■ **RECORDED DATA**
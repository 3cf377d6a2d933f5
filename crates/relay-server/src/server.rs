//! WebSocket listener and top-level server wiring.
//!
//! This module:
//! - Binds the loopback address from `Config`.
//! - Accepts new TCP connections.
//! - Spawns one supervisor task per connection (see `client`).
//! - On shutdown: stops accepting, aborts connection tasks, closes
//!   admitted clients (bounded wait) and clears the registry.

use std::future::Future;
use std::net::SocketAddr;
use std::time::Duration;

use futures::future::join_all;
use tokio::net::TcpListener;
use tokio::task::JoinSet;
use tokio::time::timeout;
use tracing::{debug, error, info, warn};

use crate::client;
use crate::config::Config;
use crate::error::RelayError;
use crate::registry::SharedRegistry;
use crate::types::Client;

/// How long shutdown waits for each client's close frame to go out.
const CLOSE_TIMEOUT: Duration = Duration::from_secs(1);

/// A bound, not yet serving, relay server.
pub struct Server {
    listener: TcpListener,
    registry: SharedRegistry,
}

impl Server {
    /// Bind the listener. Nothing is accepted until `serve_until`.
    pub async fn bind(config: Config) -> Result<Self, RelayError> {
        let addr = config.socket_addr();
        let listener = TcpListener::bind(addr).await?;
        info!(
            addr = %listener.local_addr()?,
            max_clients = config.max_clients,
            "server initialized, waiting for clients"
        );

        Ok(Server {
            listener,
            registry: SharedRegistry::new(config.max_clients),
        })
    }

    pub fn local_addr(&self) -> Result<SocketAddr, RelayError> {
        Ok(self.listener.local_addr()?)
    }

    /// Handle to the registry shared with every connection task.
    pub fn registry(&self) -> SharedRegistry {
        self.registry.clone()
    }

    /// Accept connections until `shutdown` resolves, then shut down in
    /// order.
    pub async fn serve_until<F>(self, shutdown: F) -> Result<(), RelayError>
    where
        F: Future<Output = ()> + Send,
    {
        let Server { listener, registry } = self;
        let mut connections = JoinSet::new();
        tokio::pin!(shutdown);

        loop {
            tokio::select! {
                _ = &mut shutdown => {
                    info!("shutting down server");
                    break;
                }
                accepted = listener.accept() => {
                    let (stream, peer) = match accepted {
                        Ok(conn) => conn,
                        Err(e) => {
                            warn!(error = %e, "failed to accept connection");
                            continue;
                        }
                    };

                    let registry = registry.clone();
                    connections.spawn(async move {
                        if let Err(e) = client::run_client(stream, peer, registry).await {
                            warn!(%peer, error = %e, "connection failed");
                        }
                    });
                }
                Some(joined) = connections.join_next(), if !connections.is_empty() => {
                    if let Err(e) = joined {
                        if e.is_panic() {
                            error!(error = %e, "connection task panicked");
                        }
                    }
                }
            }
        }

        drop(listener);

        // Abort connection tasks before closing: a send stuck on a peer
        // that stopped reading holds that peer's sink lock until its
        // future is dropped.
        let members = registry.snapshot().await;
        connections.shutdown().await;
        join_all(members.iter().map(|c| close_with_timeout(c))).await;
        registry.clear().await;

        info!("server has successfully shut down");
        Ok(())
    }
}

async fn close_with_timeout(client: &Client) {
    match timeout(CLOSE_TIMEOUT, client.close()).await {
        Ok(Ok(())) => {}
        Ok(Err(e)) => debug!(client_id = %client.id(), error = %e, "error while closing client"),
        Err(_) => warn!(client_id = %client.id(), peer = %client.peer(), "timed out closing client"),
    }
}

/// Run the server with the given configuration until Ctrl-C.
pub async fn run(config: Config) -> Result<(), RelayError> {
    let server = Server::bind(config).await?;
    server.serve_until(ctrl_c()).await
}

async fn ctrl_c() {
    match tokio::signal::ctrl_c().await {
        Ok(()) => info!("keyboard interrupt encountered"),
        Err(e) => {
            error!(error = %e, "unable to listen for shutdown signal");
            std::future::pending::<()>().await;
        }
    }
}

■ **WORK REQUEST**
Return all lines of the material above in which "clone" occurs.

■ **PROBLEM SOLUTION**
        self.registry.clone()
                    let registry = registry.clone();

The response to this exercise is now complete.